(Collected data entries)
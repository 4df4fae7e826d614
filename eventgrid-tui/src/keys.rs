//! Keybinding definitions for the TUI.

use crossterm::event::{KeyCode, KeyEvent, KeyEventKind, KeyModifiers};

/// What keystrokes are routed to.
#[derive(Debug, Clone, Copy, PartialEq, Eq, Default)]
pub enum InputMode {
    #[default]
    Normal,
    /// Typing into the search bar.
    Search,
    /// Typing into the add-event form.
    Form,
}

#[derive(Debug, Clone, Copy, PartialEq, Eq)]
pub enum Action {
    Quit,
    MoveUp,
    MoveDown,
    OpenSearch,
    NewEvent,
    Refresh,
    NextField,
    PrevField,
    Insert(char),
    Backspace,
    Confirm,
    Cancel,
}

pub fn map_key(event: KeyEvent, mode: InputMode) -> Option<Action> {
    let KeyEvent {
        code,
        modifiers,
        kind,
        ..
    } = event;

    if kind == KeyEventKind::Release {
        return None;
    }

    if modifiers.contains(KeyModifiers::CONTROL) {
        return match code {
            KeyCode::Char('c') => Some(Action::Quit),
            KeyCode::Char('r') => Some(Action::Refresh),
            _ => None,
        };
    }

    match mode {
        InputMode::Normal => match code {
            KeyCode::Char('q') => Some(Action::Quit),
            KeyCode::Char('/') => Some(Action::OpenSearch),
            KeyCode::Char('n') | KeyCode::Char('+') => Some(Action::NewEvent),
            KeyCode::Char('r') => Some(Action::Refresh),
            KeyCode::Up | KeyCode::Char('k') => Some(Action::MoveUp),
            KeyCode::Down | KeyCode::Char('j') => Some(Action::MoveDown),
            KeyCode::Enter => Some(Action::Confirm),
            KeyCode::Esc => Some(Action::Cancel),
            _ => None,
        },
        InputMode::Search | InputMode::Form => match code {
            KeyCode::Enter => Some(Action::Confirm),
            KeyCode::Esc => Some(Action::Cancel),
            KeyCode::Tab => Some(Action::NextField),
            KeyCode::BackTab => Some(Action::PrevField),
            KeyCode::Backspace => Some(Action::Backspace),
            KeyCode::Up => Some(Action::MoveUp),
            KeyCode::Down => Some(Action::MoveDown),
            KeyCode::Char(c) => Some(Action::Insert(c)),
            _ => None,
        },
    }
}
//! EVENTGRID Sync - Data Sync Controller
//!
//! Connects the cache store to the remote event service: a transport adapter
//! that normalizes remote failures, and a controller that coalesces fetches,
//! serializes writes and invalidates the cache when a write lands.

pub mod controller;
pub mod transport;
pub mod write;

pub use controller::SyncController;
pub use transport::{EventTransport, RestTransport, TransportSetupError};
pub use write::{PendingWrite, WriteStatus};
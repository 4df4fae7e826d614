//! Full read/write/read flows, over HTTP and in memory.

use eventgrid_core::{ErrorKind, EventId};
use eventgrid_storage::CacheStatus;
use eventgrid_sync::{RestTransport, SyncController};
use eventgrid_test_utils::{assertions, fixtures, MockTransport};
use std::time::Duration;

fn rest_controller(server: &mockito::ServerGuard) -> SyncController<RestTransport> {
    let transport = RestTransport::new(&server.url(), Duration::from_secs(5)).unwrap();
    SyncController::new(transport)
}

#[tokio::test]
async fn happy_path_over_http() {
    let mut server = mockito::Server::new_async().await;
    let initial = server
        .mock("GET", "/data")
        .with_status(200)
        .with_header("content-type", "application/json")
        .with_body(fixtures::envelope_json(&fixtures::festival_events()))
        .expect(1)
        .create_async()
        .await;
    let create = server
        .mock("POST", "/events")
        .match_body(mockito::Matcher::PartialJson(serde_json::json!({"title": "Spring Fling"})))
        .with_status(201)
        .with_body(r#"{"id":3,"title":"Spring Fling","location":"Botanical Garden"}"#)
        .expect(1)
        .create_async()
        .await;

    let controller = rest_controller(&server);
    let loaded = controller.ensure_loaded().await;
    assertions::assert_ready(&loaded);
    assertions::assert_titles(loaded.value(), &["Fall Fest", "Winter Market"]);
    assertions::assert_titles(&controller.view("market"), &["Winter Market"]);

    // Mounting again while Ready does not hit the network.
    controller.ensure_loaded().await;
    initial.assert_async().await;

    let created = controller.submit_event(fixtures::spring_fling()).await.unwrap();
    assert_eq!(created.id, EventId::Int(3));
    create.assert_async().await;
    assert_eq!(controller.snapshot().status(), CacheStatus::Idle);

    initial.remove_async().await;
    let mut events = fixtures::festival_events();
    events.push(created);
    let refreshed = server
        .mock("GET", "/data")
        .with_status(200)
        .with_body(fixtures::envelope_json(&events))
        .expect(1)
        .create_async()
        .await;

    let reloaded = controller.ensure_loaded().await;
    refreshed.assert_async().await;
    assertions::assert_titles(reloaded.value(), &["Fall Fest", "Winter Market", "Spring Fling"]);
    assertions::assert_titles(&controller.view("SPRING"), &["Spring Fling"]);
    assertions::assert_titles(&controller.view("garden"), &["Spring Fling"]);
}

#[tokio::test]
async fn server_failure_over_http() {
    let mut server = mockito::Server::new_async().await;
    let failing = server
        .mock("GET", "/data")
        .with_status(500)
        .with_body("db down")
        .expect(1)
        .create_async()
        .await;

    let controller = rest_controller(&server);
    let entry = controller.ensure_loaded().await;
    assertions::assert_failed_with(&entry, &ErrorKind::server(500, "db down"));
    assert!(controller.view("").is_empty());

    let message = entry.error().map(ErrorKind::user_message).unwrap();
    assert!(message.starts_with("Error loading events:"));
    assert!(message.contains("db down"));

    // Sticky: no automatic retry.
    controller.ensure_loaded().await;
    failing.assert_async().await;
}

#[tokio::test]
async fn rejected_write_over_http_keeps_cache_ready() {
    let mut server = mockito::Server::new_async().await;
    let reads = server
        .mock("GET", "/data")
        .with_status(200)
        .with_body(fixtures::envelope_json(&fixtures::festival_events()))
        .expect(1)
        .create_async()
        .await;
    server
        .mock("POST", "/events")
        .with_status(400)
        .with_body("date is required")
        .create_async()
        .await;

    let controller = rest_controller(&server);
    let before = controller.ensure_loaded().await;

    let err = controller
        .submit_event(eventgrid_core::NewEvent::new("No Date"))
        .await
        .unwrap_err();
    assert_eq!(err, ErrorKind::validation("date is required"));
    assert_eq!(controller.snapshot(), before);
    assert!(controller.pending_write().unwrap().is_failed());
    reads.assert_async().await;
}

#[tokio::test]
async fn happy_path_in_memory() {
    let transport = MockTransport::new(fixtures::festival_events());
    let controller = SyncController::new(transport.clone());

    let loaded = controller.ensure_loaded().await;
    assertions::assert_titles(loaded.value(), &["Fall Fest", "Winter Market"]);

    controller.submit_event(fixtures::spring_fling()).await.unwrap();
    assert!(controller.snapshot().is_idle());

    let reloaded = controller.ensure_loaded().await;
    assertions::assert_titles(reloaded.value(), &["Fall Fest", "Winter Market", "Spring Fling"]);
    assert_eq!(transport.fetch_calls(), 2);
    assert_eq!(transport.submit_calls(), 1);
}

#[tokio::test]
async fn server_failure_in_memory() {
    let transport = MockTransport::new(fixtures::festival_events());
    transport.fail_next_fetch(ErrorKind::server(500, "db down"));
    let controller = SyncController::new(transport.clone());

    let entry = controller.ensure_loaded().await;
    assertions::assert_failed_with(&entry, &ErrorKind::server(500, "db down"));
    assert!(controller.view("fest").is_empty());

    let retried = controller.refetch().await;
    assertions::assert_ready(&retried);
    assert_eq!(controller.view("fest").len(), 1);
}
//! Error types for the TUI.

use crate::config::ConfigError;
use eventgrid_sync::TransportSetupError;

#[derive(Debug, thiserror::Error)]
pub enum TuiError {
    #[error("IO error: {0}")]
    Io(#[from] std::io::Error),
    #[error(transparent)]
    Config(#[from] ConfigError),
    #[error(transparent)]
    Transport(#[from] TransportSetupError),
    #[error("Failed to initialize logging: {0}")]
    Logging(String),
}
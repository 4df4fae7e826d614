//! Client-side filter view over the cached event collection.
//!
//! The query never leaves the client. Matching is a case-insensitive
//! substring test against the title and the [`SEARCHABLE_ATTRIBUTES`] that
//! are present as JSON strings.

use crate::event::Event;

/// Attributes searched in addition to the title.
pub const SEARCHABLE_ATTRIBUTES: &[&str] = &["description", "location"];

/// Derive the displayed subset of `events` for `query`.
///
/// An empty or whitespace-only query returns the input unchanged. The result
/// is always a subsequence of `events` in input order.
pub fn filter(events: &[Event], query: &str) -> Vec<Event> {
    let needle = query.trim().to_lowercase();
    if needle.is_empty() {
        return events.to_vec();
    }
    events
        .iter()
        .filter(|event| matches(event, &needle))
        .cloned()
        .collect()
}

/// Searchable text fields of an event, title first.
pub fn searchable_fields(event: &Event) -> impl Iterator<Item = &str> {
    std::iter::once(event.title.as_str()).chain(
        SEARCHABLE_ATTRIBUTES
            .iter()
            .filter_map(|key| event.attribute_str(key)),
    )
}

/// `needle` must already be trimmed and lowercased.
pub(crate) fn matches(event: &Event, needle: &str) -> bool {
    if needle.is_empty() {
        return true;
    }
    searchable_fields(event).any(|field| field.to_lowercase().contains(needle))
}
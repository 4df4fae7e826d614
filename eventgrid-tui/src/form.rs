//! Add-event form state.

use eventgrid_core::NewEvent;
use eventgrid_sync::WriteStatus;

#[derive(Debug, Clone, Copy, PartialEq, Eq, Default)]
pub enum FormField {
    #[default]
    Title,
    Date,
    Location,
    Description,
}

impl FormField {
    pub const ALL: [FormField; 4] = [
        FormField::Title,
        FormField::Date,
        FormField::Location,
        FormField::Description,
    ];

    pub fn label(&self) -> &'static str {
        match self {
            FormField::Title => "Title",
            FormField::Date => "Date",
            FormField::Location => "Location",
            FormField::Description => "Description",
        }
    }

    /// Key of the field in the request payload.
    pub fn key(&self) -> &'static str {
        match self {
            FormField::Title => "title",
            FormField::Date => "date",
            FormField::Location => "location",
            FormField::Description => "description",
        }
    }

    pub fn next(&self) -> Self {
        match self {
            FormField::Title => FormField::Date,
            FormField::Date => FormField::Location,
            FormField::Location => FormField::Description,
            FormField::Description => FormField::Title,
        }
    }

    pub fn previous(&self) -> Self {
        match self {
            FormField::Title => FormField::Description,
            FormField::Date => FormField::Title,
            FormField::Location => FormField::Date,
            FormField::Description => FormField::Location,
        }
    }
}

#[derive(Debug, Clone, Default)]
pub struct EventForm {
    pub title: String,
    pub date: String,
    pub location: String,
    pub description: String,
    pub focus: FormField,
    /// Status of the last submission from this form, if any.
    pub status: Option<WriteStatus>,
    /// Message shown under the fields.
    pub error: Option<String>,
}

impl EventForm {
    pub fn new() -> Self {
        Self::default()
    }

    pub fn value(&self, field: FormField) -> &str {
        match field {
            FormField::Title => &self.title,
            FormField::Date => &self.date,
            FormField::Location => &self.location,
            FormField::Description => &self.description,
        }
    }

    fn value_mut(&mut self, field: FormField) -> &mut String {
        match field {
            FormField::Title => &mut self.title,
            FormField::Date => &mut self.date,
            FormField::Location => &mut self.location,
            FormField::Description => &mut self.description,
        }
    }

    pub fn insert(&mut self, c: char) {
        let focus = self.focus;
        self.value_mut(focus).push(c);
    }

    pub fn backspace(&mut self) {
        let focus = self.focus;
        self.value_mut(focus).pop();
    }

    pub fn focus_next(&mut self) {
        self.focus = self.focus.next();
    }

    pub fn focus_previous(&mut self) {
        self.focus = self.focus.previous();
    }

    pub fn is_sending(&self) -> bool {
        self.status == Some(WriteStatus::Sending)
    }

    /// Checks that can be made before anything is sent.
    pub fn validate(&self) -> Result<(), String> {
        if self.title.trim().is_empty() {
            return Err("Title is required".to_string());
        }
        Ok(())
    }

    /// Request payload. Blank optional fields are left out.
    pub fn to_payload(&self) -> NewEvent {
        let mut payload = NewEvent::new(self.title.trim());
        for field in &FormField::ALL[1..] {
            let value = self.value(*field).trim();
            if !value.is_empty() {
                payload = payload.with_field(field.key(), value);
            }
        }
        payload
    }
}
//! The single outstanding write.

use eventgrid_core::{ErrorKind, NewEvent};
use std::fmt;

#[derive(Debug, Clone, Copy, PartialEq, Eq, Hash)]
pub enum WriteStatus {
    Sending,
    Succeeded,
    Failed,
}

impl fmt::Display for WriteStatus {
    fn fmt(&self, f: &mut fmt::Formatter<'_>) -> fmt::Result {
        let label = match self {
            WriteStatus::Sending => "sending",
            WriteStatus::Succeeded => "succeeded",
            WriteStatus::Failed => "failed",
        };
        f.write_str(label)
    }
}

/// A create request the controller has accepted.
///
/// While `status` is [`WriteStatus::Sending`] no other write is accepted.
/// A failed write stays around, with its payload, until it is dismissed or
/// replaced by the next submission.
#[derive(Debug, Clone, PartialEq)]
pub struct PendingWrite {
    pub payload: NewEvent,
    pub status: WriteStatus,
    pub error: Option<ErrorKind>,
}

impl PendingWrite {
    pub fn sending(payload: NewEvent) -> Self {
        Self {
            payload,
            status: WriteStatus::Sending,
            error: None,
        }
    }

    pub fn is_sending(&self) -> bool {
        self.status == WriteStatus::Sending
    }

    pub fn is_failed(&self) -> bool {
        self.status == WriteStatus::Failed
    }

    pub(crate) fn fail(&mut self, error: ErrorKind) {
        self.status = WriteStatus::Failed;
        self.error = Some(error);
    }
}
//! Event records exchanged with the remote event service.
//!
//! The controller only relies on an event's identity and display title.
//! Every other field the service sends is kept verbatim in
//! [`Event::attributes`] and written back unchanged on serialization.

use crate::error::{ErrorKind, SyncResult};
use serde::{Deserialize, Serialize};
use serde_json::{Map, Value};
use std::fmt;

/// Stable identity of an event.
///
/// The remote service may hand out numeric or string ids, so both are
/// accepted and preserved as sent.
#[derive(Debug, Clone, PartialEq, Eq, Hash, PartialOrd, Ord, Serialize, Deserialize)]
#[serde(untagged)]
pub enum EventId {
    Int(i64),
    Text(String),
}

impl fmt::Display for EventId {
    fn fmt(&self, f: &mut fmt::Formatter<'_>) -> fmt::Result {
        match self {
            EventId::Int(id) => write!(f, "{}", id),
            EventId::Text(id) => write!(f, "{}", id),
        }
    }
}

impl From<i64> for EventId {
    fn from(id: i64) -> Self {
        EventId::Int(id)
    }
}

impl From<&str> for EventId {
    fn from(id: &str) -> Self {
        EventId::Text(id.to_string())
    }
}

impl From<String> for EventId {
    fn from(id: String) -> Self {
        EventId::Text(id)
    }
}

/// A record from the remote event service, shown as a card in the grid.
#[derive(Debug, Clone, PartialEq, Serialize, Deserialize)]
pub struct Event {
    pub id: EventId,
    pub title: String,
    /// Fields beyond identity and title, opaque to the controller.
    #[serde(flatten)]
    pub attributes: Map<String, Value>,
}

impl Event {
    pub fn new(id: impl Into<EventId>, title: impl Into<String>) -> Self {
        Self {
            id: id.into(),
            title: title.into(),
            attributes: Map::new(),
        }
    }

    pub fn with_attribute(mut self, key: impl Into<String>, value: impl Into<Value>) -> Self {
        self.attributes.insert(key.into(), value.into());
        self
    }

    /// String value of an attribute; `None` when absent or not a JSON string.
    pub fn attribute_str(&self, key: &str) -> Option<&str> {
        self.attributes.get(key).and_then(Value::as_str)
    }

    /// Case-insensitive substring match against the searchable fields.
    pub fn matches(&self, query: &str) -> bool {
        crate::filter::matches(self, &query.trim().to_lowercase())
    }
}

/// Payload of a write request: the new event's fields, without identity.
#[derive(Debug, Clone, PartialEq, Default, Serialize, Deserialize)]
pub struct NewEvent {
    pub title: String,
    #[serde(flatten)]
    pub fields: Map<String, Value>,
}

impl NewEvent {
    pub fn new(title: impl Into<String>) -> Self {
        Self {
            title: title.into(),
            fields: Map::new(),
        }
    }

    pub fn with_field(mut self, key: impl Into<String>, value: impl Into<Value>) -> Self {
        self.fields.insert(key.into(), value.into());
        self
    }

    /// Materialize the payload as a stored event under the given identity.
    pub fn into_event(self, id: impl Into<EventId>) -> Event {
        Event {
            id: id.into(),
            title: self.title,
            attributes: self.fields,
        }
    }
}

/// `{ "data": [...] }` wrapper returned by the read endpoint.
///
/// A missing or `null` `data` field decodes as an empty collection.
#[derive(Debug, Clone, Default, Serialize, Deserialize)]
pub struct EventEnvelope {
    #[serde(default)]
    pub data: Option<Vec<Event>>,
}

impl EventEnvelope {
    /// Decode a read-endpoint body into its events.
    ///
    /// Only a JSON object is an envelope. serde would otherwise read a bare
    /// array as the struct's field sequence.
    pub fn decode(body: &[u8]) -> SyncResult<Vec<Event>> {
        let value: Value =
            serde_json::from_slice(body).map_err(|e| ErrorKind::decode(e.to_string()))?;
        if !value.is_object() {
            return Err(ErrorKind::decode(format!(
                "expected an object with a `data` array, got {}",
                json_kind(&value)
            )));
        }
        let envelope: EventEnvelope =
            serde_json::from_value(value).map_err(|e| ErrorKind::decode(e.to_string()))?;
        Ok(envelope.into_events())
    }

    pub fn into_events(self) -> Vec<Event> {
        self.data.unwrap_or_default()
    }
}

fn json_kind(value: &Value) -> &'static str {
    match value {
        Value::Null => "null",
        Value::Bool(_) => "a boolean",
        Value::Number(_) => "a number",
        Value::String(_) => "a string",
        Value::Array(_) => "an array",
        Value::Object(_) => "an object",
    }
}

#[cfg(test)]
mod tests {
    use super::*;
    use serde_json::json;

    #[test]
    fn test_event_id_accepts_number_and_string() {
        let numeric: Event = serde_json::from_value(json!({"id": 1, "title": "Fall Fest"})).unwrap();
        assert_eq!(numeric.id, EventId::Int(1));

        let text: Event =
            serde_json::from_value(json!({"id": "evt-7", "title": "Winter Market"})).unwrap();
        assert_eq!(text.id, EventId::Text("evt-7".to_string()));
        assert_eq!(text.id.to_string(), "evt-7");
    }

    #[test]
    fn test_event_keeps_unknown_fields() {
        let raw = json!({
            "id": 3,
            "title": "Spring Fling",
            "location": "Main Quad",
            "capacity": 250
        });
        let event: Event = serde_json::from_value(raw.clone()).unwrap();
        assert_eq!(event.attribute_str("location"), Some("Main Quad"));
        assert_eq!(event.attributes.get("capacity"), Some(&json!(250)));
        assert_eq!(event.attribute_str("capacity"), None);
        assert_eq!(serde_json::to_value(&event).unwrap(), raw);
    }

    #[test]
    fn test_event_without_title_is_rejected() {
        let result = serde_json::from_value::<Event>(json!({"id": 1}));
        assert!(result.is_err());
    }

    #[test]
    fn test_envelope_missing_data_is_empty() {
        let envelope: EventEnvelope = serde_json::from_str("{}").unwrap();
        assert!(envelope.into_events().is_empty());

        let envelope: EventEnvelope = serde_json::from_str(r#"{"data": null}"#).unwrap();
        assert!(envelope.into_events().is_empty());
    }

    #[test]
    fn test_envelope_rejects_bad_element() {
        let result =
            serde_json::from_str::<EventEnvelope>(r#"{"data": [{"id": 1, "title": "ok"}, {"id": 2}]}"#);
        assert!(result.is_err());
    }

    #[test]
    fn test_envelope_decode_requires_object() {
        for body in ["[]", "[null]", r#"[[{"id":1,"title":"Fall Fest"}]]"#, "null", "7"] {
            let err = EventEnvelope::decode(body.as_bytes()).unwrap_err();
            assert!(matches!(err, ErrorKind::Decode { .. }), "{body} decoded as {err:?}");
        }
        let err = EventEnvelope::decode(b"[]").unwrap_err();
        assert!(err.to_string().contains("an array"));
    }

    #[test]
    fn test_envelope_decode_reads_data() {
        let events =
            EventEnvelope::decode(br#"{"data":[{"id":1,"title":"Fall Fest"}]}"#).unwrap();
        assert_eq!(events.len(), 1);
        assert_eq!(events[0].title, "Fall Fest");

        assert!(EventEnvelope::decode(b"{}").unwrap().is_empty());
        assert!(matches!(
            EventEnvelope::decode(b"{not json"),
            Err(ErrorKind::Decode { .. })
        ));
        assert!(matches!(
            EventEnvelope::decode(br#"{"data":[{"id":2}]}"#),
            Err(ErrorKind::Decode { .. })
        ));
    }

    #[test]
    fn test_new_event_serializes_flat() {
        let payload = NewEvent::new("Spring Fling").with_field("date", "2025-04-12");
        let value = serde_json::to_value(&payload).unwrap();
        assert_eq!(value, json!({"title": "Spring Fling", "date": "2025-04-12"}));

        let event = payload.into_event(3);
        assert_eq!(event.id, EventId::Int(3));
        assert_eq!(event.attribute_str("date"), Some("2025-04-12"));
    }
}
//! Controller behavior against the in-memory transport.

use eventgrid_core::{ErrorKind, NewEvent};
use eventgrid_storage::CacheStatus;
use eventgrid_sync::{SyncController, WriteStatus};
use eventgrid_test_utils::{assertions, fixtures, generators, MockTransport};
use futures_util::poll;
use proptest::prelude::*;
use std::sync::{Arc, Mutex};

fn controller(transport: &MockTransport) -> SyncController<MockTransport> {
    SyncController::new(transport.clone())
}

#[tokio::test]
async fn concurrent_loads_share_one_fetch() {
    let transport = MockTransport::new(fixtures::festival_events());
    transport.hold_fetches();
    let controller = controller(&transport);

    let mut first = Box::pin(controller.ensure_loaded());
    assert!(poll!(first.as_mut()).is_pending());
    assert!(controller.snapshot().is_loading());

    let mut second = Box::pin(controller.ensure_loaded());
    assert!(poll!(second.as_mut()).is_pending());
    let mut third = Box::pin(controller.refetch());
    assert!(poll!(third.as_mut()).is_pending());
    assert_eq!(transport.fetch_calls(), 1);

    transport.release_fetches(1);
    let (a, b, c) = tokio::join!(first, second, third);
    assertions::assert_ready(&a);
    assert_eq!(a, b);
    assert_eq!(b, c);
    assert_eq!(transport.fetch_calls(), 1);
}

#[tokio::test]
async fn invalidate_during_fetch_discards_its_result() {
    let transport = MockTransport::new(fixtures::festival_events());
    transport.hold_fetches();
    let controller = controller(&transport);

    let mut stale = Box::pin(controller.ensure_loaded());
    assert!(poll!(stale.as_mut()).is_pending());
    let version_at_start = controller.snapshot().version();

    controller.invalidate();
    let after_invalidate = controller.snapshot();
    assert!(after_invalidate.is_idle());

    transport.release_fetches(1);
    let settled = stale.await;
    assert!(settled.is_idle());
    assert!(settled.value().is_empty());
    assert!(settled.version().is_newer_than(&version_at_start));
    assert_eq!(settled.version(), after_invalidate.version());

    transport.release_fetches(1);
    let fresh = controller.ensure_loaded().await;
    assertions::assert_ready(&fresh);
    assert_eq!(transport.fetch_calls(), 2);
}

#[tokio::test]
async fn write_landing_during_fetch_forces_refetch() {
    let transport = MockTransport::new(fixtures::festival_events());
    transport.hold_fetches();
    let controller = controller(&transport);

    let mut stale = Box::pin(controller.ensure_loaded());
    assert!(poll!(stale.as_mut()).is_pending());

    controller.submit_event(fixtures::spring_fling()).await.unwrap();
    transport.release_fetches(1);
    let settled = stale.await;
    assert!(settled.is_idle(), "stale two-event result must not be applied");

    transport.release_fetches(1);
    let fresh = controller.ensure_loaded().await;
    assertions::assert_titles(fresh.value(), &["Fall Fest", "Winter Market", "Spring Fling"]);
}

#[tokio::test]
async fn second_write_while_sending_is_busy() {
    let transport = MockTransport::new(fixtures::festival_events());
    transport.hold_submits();
    let controller = controller(&transport);

    let mut first = Box::pin(controller.submit_event(fixtures::spring_fling()));
    assert!(poll!(first.as_mut()).is_pending());

    let before = controller.pending_write().unwrap();
    assert_eq!(before.status, WriteStatus::Sending);

    let err = controller
        .submit_event(NewEvent::new("Summer Jam"))
        .await
        .unwrap_err();
    assert_eq!(err, ErrorKind::Busy);
    assert_eq!(controller.pending_write(), Some(before));
    assert_eq!(transport.submit_calls(), 1);

    transport.release_submits(1);
    let created = first.await.unwrap();
    assert_eq!(created.title, "Spring Fling");
    assert!(controller.pending_write().is_none());

    // The slot is free again.
    transport.release_submits(1);
    controller.submit_event(NewEvent::new("Summer Jam")).await.unwrap();
    assert_eq!(transport.events().len(), 4);
}

#[tokio::test]
async fn failed_write_can_be_replaced_by_next_submit() {
    let transport = MockTransport::new(fixtures::festival_events());
    transport.fail_next_submit(ErrorKind::server(503, "maintenance"));
    let controller = controller(&transport);
    controller.ensure_loaded().await;

    let err = controller.submit_event(fixtures::spring_fling()).await.unwrap_err();
    assert_eq!(err.status(), Some(503));
    assert!(controller.snapshot().is_ready());
    assert_eq!(controller.pending_write().unwrap().status, WriteStatus::Failed);

    controller.submit_event(fixtures::spring_fling()).await.unwrap();
    assert!(controller.pending_write().is_none());
    assert!(controller.snapshot().is_idle());
}

#[tokio::test]
async fn listener_sees_full_write_cycle() {
    let transport = MockTransport::new(fixtures::festival_events());
    let controller = controller(&transport);
    let seen = Arc::new(Mutex::new(Vec::new()));
    let sink = Arc::clone(&seen);
    controller.subscribe(move |entry| sink.lock().unwrap().push((entry.status(), entry.value().len())));

    controller.ensure_loaded().await;
    controller.submit_event(fixtures::spring_fling()).await.unwrap();
    controller.ensure_loaded().await;

    assert_eq!(
        *seen.lock().unwrap(),
        vec![
            (CacheStatus::Loading, 0),
            (CacheStatus::Ready, 2),
            (CacheStatus::Idle, 2),
            (CacheStatus::Loading, 2),
            (CacheStatus::Ready, 3),
        ]
    );
}

#[tokio::test]
async fn refetch_after_error_keeps_previous_value_until_success() {
    let transport = MockTransport::new(fixtures::festival_events());
    let controller = controller(&transport);
    controller.ensure_loaded().await;

    transport.fail_next_fetch(ErrorKind::network("connection reset"));
    let failed = controller.refetch().await;
    assertions::assert_failed_with(&failed, &ErrorKind::network("connection reset"));
    assert_eq!(failed.value().len(), 2);

    let recovered = controller.refetch().await;
    assertions::assert_ready(&recovered);
    assert!(recovered.version().is_newer_than(&failed.version()));
}

fn block_on<F: std::future::Future>(future: F) -> F::Output {
    tokio::runtime::Builder::new_current_thread()
        .build()
        .unwrap()
        .block_on(future)
}

proptest! {
    #![proptest_config(ProptestConfig::with_cases(32))]

    #[test]
    fn prop_first_load_failure_is_sticky(error in generators::arb_transport_error(), retries in 1usize..5) {
        let transport = MockTransport::new(fixtures::festival_events());
        transport.fail_next_fetch(error.clone());
        let controller = controller(&transport);

        let entries = block_on(async {
            let mut entries = Vec::new();
            for _ in 0..=retries {
                entries.push(controller.ensure_loaded().await);
            }
            entries
        });

        for entry in &entries {
            prop_assert_eq!(entry.status(), CacheStatus::Error);
            prop_assert_eq!(entry.error(), Some(&error));
            prop_assert!(entry.value().is_empty());
        }
        prop_assert_eq!(transport.fetch_calls(), 1);
        prop_assert!(controller.view("").is_empty());
    }

    #[test]
    fn prop_each_write_triggers_exactly_one_refetch(writes in prop::collection::vec(generators::arb_new_event(), 1..6)) {
        let transport = MockTransport::new(fixtures::festival_events());
        let controller = controller(&transport);

        let (count, fetches) = block_on(async {
            controller.ensure_loaded().await;
            for write in &writes {
                controller.submit_event(write.clone()).await.unwrap();
                controller.ensure_loaded().await;
                controller.ensure_loaded().await;
            }
            (controller.snapshot().value().len(), transport.fetch_calls())
        });

        prop_assert_eq!(count, 2 + writes.len());
        prop_assert_eq!(fetches, 1 + writes.len());
    }
}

* **What you should do**: Copy task for the entries above: every line with the string "KeyModifiers".

* **Task answer**:
use crossterm::event::{KeyCode, KeyEvent, KeyEventKind, KeyModifiers};
    if modifiers.contains(KeyModifiers::CONTROL) {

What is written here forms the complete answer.